A lot has been happening in Guatemala. A blog entry from earlier this month described the damage from the volcano eruption and resulting ash. During the eruption, tropical storm Agatha approached and hit southern Mexico and western Guatemala, triggering widespread landslides, killing at least 170 people. Soni found some incredible photos of the damage from the volcano/ash and storm/landslides. Ellen and her former mission co-worker colleagues have stressed that the death and destruction from landslides does not simply reflect the results of a natural disaster. Poverty and lack of government regulation means that – as in Haiti before the earthquake – poorly built homes and other buildings are erected, sometimes in unsafe areas, with little stormwater management. The storm hit the area where mission worker Karla Koll lives more than some other areas, but the locales of most of the folks in Guatemala we are working on the trip – Roger and Gloria Marriott (Coban), Amanda Craft (Antigua) , Pastor Gerardo Ich Pop (El Estor and Izabal) seemed less affected.

As Crescent Hill folks have become accustomed to in the weeks prior to mission trips, security issues have recently come to the fore.

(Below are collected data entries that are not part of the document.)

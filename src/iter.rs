//! Lazy enumeration of principals and policies

use log::{debug, warn};
use strum::Display;

use crate::{
    backend::{Connection, ErrorCode},
    error::{kadm5_escape_hatch, Error, Operation, Result},
    kadmin::{Handle, KAdminImpl},
    policy::Policy,
    principal::Principal,
};

/// Kind of entity an [`EntityIter`] enumerates
#[derive(Copy, Clone, Debug, PartialEq, Eq, Hash, Display)]
#[allow(clippy::exhaustive_enums)]
pub enum EntityKind {
    /// Principals
    Principal,
    /// Policies
    Policy,
}

impl EntityKind {
    fn list_operation(self) -> Operation {
        match self {
            Self::Principal => Operation::List,
            Self::Policy => Operation::ListPolicies,
        }
    }

    fn list(
        self,
        connection: &dyn Connection,
        expression: &str,
    ) -> std::result::Result<Vec<String>, ErrorCode> {
        match self {
            Self::Principal => connection.get_principals(expression),
            Self::Policy => connection.get_policies(expression),
        }
    }

    fn fetch(self, kadmin: &Handle, name: &str) -> Result<Entry> {
        match self {
            Self::Principal => kadmin.get_principal(name).map(Entry::Principal),
            Self::Policy => kadmin.get_policy(name).map(Entry::Policy),
        }
    }
}

/// An element yielded by an [`EntityIter`]
#[derive(Clone, Debug)]
#[allow(clippy::exhaustive_enums)]
pub enum Entry {
    /// A bare name
    Name(String),
    /// An unpacked principal
    Principal(Principal),
    /// An unpacked policy
    Policy(Policy),
}

impl Entry {
    /// Name of the entry, whatever its kind
    pub fn name(&self) -> &str {
        match self {
            Self::Name(name) => name,
            Self::Principal(principal) => principal.name(),
            Self::Policy(policy) => policy.name(),
        }
    }

    /// The principal, if this entry is one
    pub fn into_principal(self) -> Option<Principal> {
        match self {
            Self::Principal(principal) => Some(principal),
            _ => None,
        }
    }

    /// The policy, if this entry is one
    pub fn into_policy(self) -> Option<Policy> {
        match self {
            Self::Policy(policy) => Some(policy),
            _ => None,
        }
    }
}

/// Where an [`EntityIter`] stands
#[derive(Copy, Clone, Debug, PartialEq, Eq, Hash)]
#[allow(clippy::exhaustive_enums)]
pub enum IterState {
    /// Nothing fetched yet
    Created,
    /// Enumeration call in progress
    Fetching,
    /// Names captured, some left to yield
    Ready,
    /// Every name was yielded
    Exhausted,
    /// Closed by the caller
    Closed,
}

/// Cursor over principal or policy names
///
/// The first call to [`Iterator::next`] fetches the complete list of matching names in one
/// backend call; later calls walk that list. The iterator is single-pass.
///
/// In unpack mode each name is looked up before being yielded. A failed lookup yields an `Err`
/// for that element only, and iteration continues with the next name.
///
/// After [`EntityIter::close`], every call to `next` yields [`Error::UseAfterClose`].
#[derive(Debug)]
pub struct EntityIter<'a> {
    kadmin: &'a Handle,
    kind: EntityKind,
    expression: String,
    unpack: bool,
    names: Vec<String>,
    position: usize,
    state: IterState,
}

impl<'a> EntityIter<'a> {
    pub(crate) fn new(
        kadmin: &'a Handle,
        kind: EntityKind,
        pattern: Option<&str>,
        unpack: bool,
    ) -> Self {
        Self {
            kadmin,
            kind,
            expression: pattern.unwrap_or("*").to_owned(),
            unpack,
            names: Vec::new(),
            position: 0,
            state: IterState::Created,
        }
    }

    /// Kind of entity being enumerated
    pub fn kind(&self) -> EntityKind {
        self.kind
    }

    /// Whether names are expanded into entities
    pub fn unpack(&self) -> bool {
        self.unpack
    }

    /// Current state
    pub fn state(&self) -> IterState {
        self.state
    }

    /// Release the captured names
    pub fn close(&mut self) {
        self.names = Vec::new();
        self.position = 0;
        self.state = IterState::Closed;
    }

    fn fetch(&mut self) -> Result<()> {
        self.state = IterState::Fetching;
        let connection = self.kadmin.connection()?;
        self.names = kadm5_escape_hatch(
            self.kind.list_operation(),
            self.kind.list(connection, &self.expression),
        )?;
        debug!(
            "Listed {} {} names matching {:?}",
            self.names.len(),
            self.kind,
            self.expression
        );
        self.position = 0;
        self.state = if self.names.is_empty() {
            IterState::Exhausted
        } else {
            IterState::Ready
        };
        Ok(())
    }

    fn remaining(&self) -> usize {
        self.names.len().saturating_sub(self.position)
    }
}

impl Iterator for EntityIter<'_> {
    type Item = Result<Entry>;

    fn next(&mut self) -> Option<Self::Item> {
        match self.state {
            IterState::Closed => return Some(Err(Error::UseAfterClose)),
            IterState::Exhausted => return None,
            IterState::Created | IterState::Fetching => {
                if let Err(err) = self.fetch() {
                    self.names = Vec::new();
                    self.state = IterState::Exhausted;
                    return Some(Err(err));
                }
            }
            IterState::Ready => {}
        }

        let name = std::mem::take(self.names.get_mut(self.position)?);
        self.position += 1;
        if self.remaining() == 0 {
            self.names = Vec::new();
            self.position = 0;
            self.state = IterState::Exhausted;
        }

        if !self.unpack {
            return Some(Ok(Entry::Name(name)));
        }
        Some(self.kind.fetch(self.kadmin, &name).inspect_err(|err| {
            warn!("Failed to unpack {} {name}: {err}", self.kind);
        }))
    }

    fn size_hint(&self) -> (usize, Option<usize>) {
        match self.state {
            IterState::Ready => (self.remaining(), Some(self.remaining())),
            IterState::Exhausted => (0, Some(0)),
            _ => (0, None),
        }
    }
}
principal_doer_struct!(
    /// Utility to create a principal
    ///
    /// Fields that are not set are left to the backend defaults.
    #[derive(Clone, Debug, Default)]
    PrincipalBuilder {
        pub(crate) key: PrincipalBuilderKey,
    }
);

impl PrincipalBuilder {
    principal_doer_impl!();

    /// Construct a new [`PrincipalBuilder`] for a principal with `name`
    pub fn new(name: &str) -> Self {
        Self {
            name: name.to_owned(),
            ..Default::default()
        }
    }

    /// Set the name of the principal
    pub fn name(mut self, name: &str) -> Self {
        self.name = name.to_owned();
        self
    }

    /// How the principal key should be set
    ///
    /// See [`PrincipalBuilderKey`] for the default value
    pub fn key(mut self, key: &PrincipalBuilderKey) -> Self {
        self.key = key.clone();
        self
    }

    /// Create the principal and return a fresh snapshot of it
    pub fn create<K: KAdminImpl>(&self, kadmin: &K) -> Result<Principal> {
        kadmin.add_principal(self)?;
        kadmin.get_principal(&self.name)
    }
}

principal_doer_struct!(
    /// Utility to modify a principal
    ///
    /// Only the fields that were set are sent to the backend.
    #[derive(Clone, Debug, Default)]
    PrincipalModifier {}
);

impl PrincipalModifier {
    principal_doer_impl!();

    /// Construct a new [`PrincipalModifier`] from a [`Principal`]
    pub fn from_principal(principal: &Principal) -> Self {
        Self {
            name: principal.name.to_owned(),
            ..Default::default()
        }
    }

    /// Modify the principal and return a fresh snapshot of it
    pub fn modify<K: KAdminImpl>(&self, kadmin: &K) -> Result<Principal> {
        kadmin.modify_principal(self)?;
        kadmin.get_principal(&self.name)
    }
}

/// How the principal key should be set
///
/// The default is [`Self::RandKey`]
#[derive(Clone, Debug, Default, PartialEq, Eq)]
#[allow(clippy::exhaustive_enums)]
pub enum PrincipalBuilderKey {
    /// Provide a password to use
    Password(String),
    /// No key should be set on the principal
    NoKey,
    /// A random key should be generated for the principal by the backend
    #[default]
    RandKey,
}

#[cfg(test)]
mod tests {
    use super::*;

    #[test]
    fn builder_mask() {
        let builder = PrincipalBuilder::new("alice")
            .max_life(Some(Duration::from_secs(3600)))
            .attributes(PrincipalAttributes::RequiresPreAuth);
        assert_eq!(builder.mask, Mask::MAX_LIFE | Mask::ATTRIBUTES);
    }

    #[test]
    fn policy_flags_are_exclusive() {
        let builder = PrincipalBuilder::new("alice").policy(Some("strict"));
        assert!(builder.mask.contains(Mask::POLICY));
        let builder = builder.policy(None);
        assert!(builder.mask.contains(Mask::POLICY_CLR));
        assert!(!builder.mask.contains(Mask::POLICY));
    }

    #[test]
    fn make_entry() -> Result<()> {
        let entry = PrincipalBuilder::new("alice")
            .max_life(Some(Duration::from_secs(3600)))
            .policy(Some("strict"))
            .make_entry(Some("TEST.LOCAL"))?;
        assert_eq!(entry.principal.to_string(), "alice@TEST.LOCAL");
        assert_eq!(entry.max_life, 3600);
        assert_eq!(entry.policy.as_deref(), Some("strict"));
        assert_eq!(entry.princ_expire_time, 0);
        Ok(())
    }

    #[test]
    fn from_raw() -> Result<()> {
        let mut entry = PrincipalEntry::new("alice@TEST.LOCAL".parse()?);
        entry.kvno = 3;
        entry.max_life = 600;
        entry.attributes = PrincipalAttributes::DisallowAllTix.bits();
        entry.mod_name = Some("root/admin@TEST.LOCAL".parse()?);
        let principal = Principal::from_raw(&entry)?;
        assert_eq!(principal.name(), "alice@TEST.LOCAL");
        assert_eq!(principal.kvno(), 3);
        assert_eq!(principal.max_life(), Some(Duration::from_secs(600)));
        assert_eq!(principal.expire_time(), None);
        assert_eq!(principal.modified_by(), Some("root/admin@TEST.LOCAL"));
        assert_eq!(principal.attributes(), PrincipalAttributes::DisallowAllTix);
        assert_eq!(principal.policy(), None);
        Ok(())
    }
}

Mission co-worker Dennis Smith and Ellen shared with Crescent Hill folks information about a report about an early massacre of indigenous people in a village near Coban, where the team will be next month, dating back to the early days of the civil war: http://www.globalpost.com/dispatch/the-americas/100601/guatemala-massacre-panzos see picture above also)

Reminders of how violence has returned in somewhat different forms to Guatemala and the tough time the government has had dealing with it: The head of the U.N. effort to bring the rule of law to Guatemala quit, citing lack of progress and the government’s indifference and, in particular – the selection of an allegedly drug industry-tainted person as Guatemalan attorney general (the next week the Guatemalan parliament declined to confirm this person). In an apparent sign that the drug industry doesn’t approve of even the modest steps the government has taken to combat it, earlier this week the heads of several people beheaded showed up in and in front of public buildings – apparently in retaliation for the government trying to gain control of prisons from the gang leaders who have informally run the prisons and their business from behind bars.